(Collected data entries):
_ _ _ _ _
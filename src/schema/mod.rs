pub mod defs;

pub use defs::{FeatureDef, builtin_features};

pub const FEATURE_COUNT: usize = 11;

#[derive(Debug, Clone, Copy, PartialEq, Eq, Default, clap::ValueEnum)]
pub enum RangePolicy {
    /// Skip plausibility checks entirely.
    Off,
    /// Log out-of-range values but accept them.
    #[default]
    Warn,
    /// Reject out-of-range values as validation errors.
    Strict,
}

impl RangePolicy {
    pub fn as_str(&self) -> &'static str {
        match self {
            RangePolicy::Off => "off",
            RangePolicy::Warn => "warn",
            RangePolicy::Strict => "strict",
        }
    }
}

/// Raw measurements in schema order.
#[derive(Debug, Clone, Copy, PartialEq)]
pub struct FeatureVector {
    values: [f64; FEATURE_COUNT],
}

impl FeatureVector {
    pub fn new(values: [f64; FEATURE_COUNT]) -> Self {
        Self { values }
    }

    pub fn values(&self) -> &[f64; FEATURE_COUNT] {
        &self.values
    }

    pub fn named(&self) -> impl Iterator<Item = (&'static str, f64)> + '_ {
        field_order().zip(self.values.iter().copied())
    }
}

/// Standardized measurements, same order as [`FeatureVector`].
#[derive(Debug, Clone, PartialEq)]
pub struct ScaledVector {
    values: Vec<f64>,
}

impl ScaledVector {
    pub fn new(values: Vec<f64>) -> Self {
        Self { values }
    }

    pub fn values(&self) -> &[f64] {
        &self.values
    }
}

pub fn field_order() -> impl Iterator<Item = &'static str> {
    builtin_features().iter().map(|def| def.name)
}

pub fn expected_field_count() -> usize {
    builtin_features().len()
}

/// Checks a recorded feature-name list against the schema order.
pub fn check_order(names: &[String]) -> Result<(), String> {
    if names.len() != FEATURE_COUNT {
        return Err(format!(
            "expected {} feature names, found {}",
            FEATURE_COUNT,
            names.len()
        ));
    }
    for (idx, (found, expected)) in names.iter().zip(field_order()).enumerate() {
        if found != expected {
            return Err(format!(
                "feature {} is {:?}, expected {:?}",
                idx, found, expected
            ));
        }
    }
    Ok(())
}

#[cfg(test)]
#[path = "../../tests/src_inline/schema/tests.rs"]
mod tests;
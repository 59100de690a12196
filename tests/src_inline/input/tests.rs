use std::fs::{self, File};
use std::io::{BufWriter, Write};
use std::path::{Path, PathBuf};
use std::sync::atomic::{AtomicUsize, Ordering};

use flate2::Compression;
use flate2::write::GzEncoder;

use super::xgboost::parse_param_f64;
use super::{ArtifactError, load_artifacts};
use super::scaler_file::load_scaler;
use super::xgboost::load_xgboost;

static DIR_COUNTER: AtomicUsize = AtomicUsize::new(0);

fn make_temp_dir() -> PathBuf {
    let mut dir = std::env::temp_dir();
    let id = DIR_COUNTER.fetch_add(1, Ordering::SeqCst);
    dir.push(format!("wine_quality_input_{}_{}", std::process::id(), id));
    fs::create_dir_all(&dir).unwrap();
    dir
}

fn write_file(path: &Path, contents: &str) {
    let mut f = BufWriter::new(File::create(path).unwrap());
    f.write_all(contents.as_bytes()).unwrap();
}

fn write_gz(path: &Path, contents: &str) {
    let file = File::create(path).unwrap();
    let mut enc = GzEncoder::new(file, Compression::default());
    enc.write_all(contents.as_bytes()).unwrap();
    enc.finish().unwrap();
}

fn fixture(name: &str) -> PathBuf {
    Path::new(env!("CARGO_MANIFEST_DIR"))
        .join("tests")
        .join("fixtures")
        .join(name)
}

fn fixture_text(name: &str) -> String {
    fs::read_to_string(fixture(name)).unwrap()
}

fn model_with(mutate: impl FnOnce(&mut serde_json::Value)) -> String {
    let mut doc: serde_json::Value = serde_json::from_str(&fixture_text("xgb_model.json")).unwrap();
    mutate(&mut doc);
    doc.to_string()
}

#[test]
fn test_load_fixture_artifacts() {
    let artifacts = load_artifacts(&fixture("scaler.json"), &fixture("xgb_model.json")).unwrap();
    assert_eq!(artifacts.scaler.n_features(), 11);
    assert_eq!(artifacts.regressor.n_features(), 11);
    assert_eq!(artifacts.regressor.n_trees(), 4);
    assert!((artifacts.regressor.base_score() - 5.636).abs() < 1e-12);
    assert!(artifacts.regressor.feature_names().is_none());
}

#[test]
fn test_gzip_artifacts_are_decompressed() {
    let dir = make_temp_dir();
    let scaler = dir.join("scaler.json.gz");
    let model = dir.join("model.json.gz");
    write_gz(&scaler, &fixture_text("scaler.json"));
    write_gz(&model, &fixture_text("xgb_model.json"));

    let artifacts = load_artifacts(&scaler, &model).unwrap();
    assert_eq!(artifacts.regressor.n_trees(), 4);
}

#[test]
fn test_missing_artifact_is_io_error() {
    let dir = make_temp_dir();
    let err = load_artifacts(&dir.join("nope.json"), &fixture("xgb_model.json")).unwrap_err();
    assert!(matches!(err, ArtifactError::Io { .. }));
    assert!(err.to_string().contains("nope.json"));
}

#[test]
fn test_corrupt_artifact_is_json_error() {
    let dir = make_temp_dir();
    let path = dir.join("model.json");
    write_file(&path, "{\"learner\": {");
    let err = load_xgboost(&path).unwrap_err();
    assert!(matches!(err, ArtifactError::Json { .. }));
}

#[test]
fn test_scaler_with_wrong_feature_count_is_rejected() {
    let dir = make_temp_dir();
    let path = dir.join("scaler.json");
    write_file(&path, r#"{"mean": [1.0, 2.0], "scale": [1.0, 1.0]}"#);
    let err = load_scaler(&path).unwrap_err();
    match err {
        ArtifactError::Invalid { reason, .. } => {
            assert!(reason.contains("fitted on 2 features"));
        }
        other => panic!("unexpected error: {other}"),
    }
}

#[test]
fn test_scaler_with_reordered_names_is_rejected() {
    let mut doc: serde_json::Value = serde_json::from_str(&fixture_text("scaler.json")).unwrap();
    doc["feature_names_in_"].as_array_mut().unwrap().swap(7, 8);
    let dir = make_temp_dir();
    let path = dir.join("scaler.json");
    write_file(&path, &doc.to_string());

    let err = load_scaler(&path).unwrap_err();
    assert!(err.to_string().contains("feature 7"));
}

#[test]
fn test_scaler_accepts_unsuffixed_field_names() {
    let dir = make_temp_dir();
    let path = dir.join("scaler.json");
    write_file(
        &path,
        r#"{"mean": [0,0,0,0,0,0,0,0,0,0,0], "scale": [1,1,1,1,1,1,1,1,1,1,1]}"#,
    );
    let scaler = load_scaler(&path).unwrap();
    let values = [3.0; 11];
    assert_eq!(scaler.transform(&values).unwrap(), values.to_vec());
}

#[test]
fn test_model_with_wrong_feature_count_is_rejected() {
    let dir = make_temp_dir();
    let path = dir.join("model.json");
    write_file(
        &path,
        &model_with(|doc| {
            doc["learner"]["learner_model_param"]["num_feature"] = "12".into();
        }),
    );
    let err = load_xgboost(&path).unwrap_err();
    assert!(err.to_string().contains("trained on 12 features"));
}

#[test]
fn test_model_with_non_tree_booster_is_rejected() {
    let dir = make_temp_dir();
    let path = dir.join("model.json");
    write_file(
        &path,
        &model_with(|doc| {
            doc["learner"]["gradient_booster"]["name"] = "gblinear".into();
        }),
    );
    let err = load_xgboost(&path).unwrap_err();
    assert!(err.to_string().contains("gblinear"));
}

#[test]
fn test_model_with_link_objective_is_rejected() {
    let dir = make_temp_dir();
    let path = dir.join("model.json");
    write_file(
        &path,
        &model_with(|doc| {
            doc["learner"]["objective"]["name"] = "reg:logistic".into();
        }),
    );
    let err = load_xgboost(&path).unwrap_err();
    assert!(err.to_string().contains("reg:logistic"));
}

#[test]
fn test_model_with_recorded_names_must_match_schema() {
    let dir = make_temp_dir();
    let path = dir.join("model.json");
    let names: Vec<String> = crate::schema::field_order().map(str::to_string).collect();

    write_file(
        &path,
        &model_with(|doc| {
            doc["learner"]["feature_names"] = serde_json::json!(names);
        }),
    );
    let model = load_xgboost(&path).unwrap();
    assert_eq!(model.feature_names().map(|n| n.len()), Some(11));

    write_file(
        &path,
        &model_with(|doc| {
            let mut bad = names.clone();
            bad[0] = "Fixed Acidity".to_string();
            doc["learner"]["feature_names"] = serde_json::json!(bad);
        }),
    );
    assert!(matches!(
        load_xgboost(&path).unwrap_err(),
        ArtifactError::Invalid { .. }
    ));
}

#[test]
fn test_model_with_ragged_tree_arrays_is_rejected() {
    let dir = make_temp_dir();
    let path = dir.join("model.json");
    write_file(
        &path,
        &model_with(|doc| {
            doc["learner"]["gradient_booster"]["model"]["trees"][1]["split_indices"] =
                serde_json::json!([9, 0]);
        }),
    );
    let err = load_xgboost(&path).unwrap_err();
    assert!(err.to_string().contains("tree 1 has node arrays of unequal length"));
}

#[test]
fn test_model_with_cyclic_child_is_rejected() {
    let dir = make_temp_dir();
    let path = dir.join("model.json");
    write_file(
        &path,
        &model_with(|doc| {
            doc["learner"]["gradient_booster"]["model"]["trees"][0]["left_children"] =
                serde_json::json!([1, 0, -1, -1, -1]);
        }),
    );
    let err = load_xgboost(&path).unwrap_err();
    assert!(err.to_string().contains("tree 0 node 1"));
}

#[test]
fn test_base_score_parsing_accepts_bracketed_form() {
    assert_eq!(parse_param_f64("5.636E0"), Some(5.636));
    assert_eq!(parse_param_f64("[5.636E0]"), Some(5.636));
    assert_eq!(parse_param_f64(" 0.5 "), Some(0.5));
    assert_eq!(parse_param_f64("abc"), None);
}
_ _ _ _ _
Looking at the entries above, report how many of their lines include "logistic", and add nothing else.

2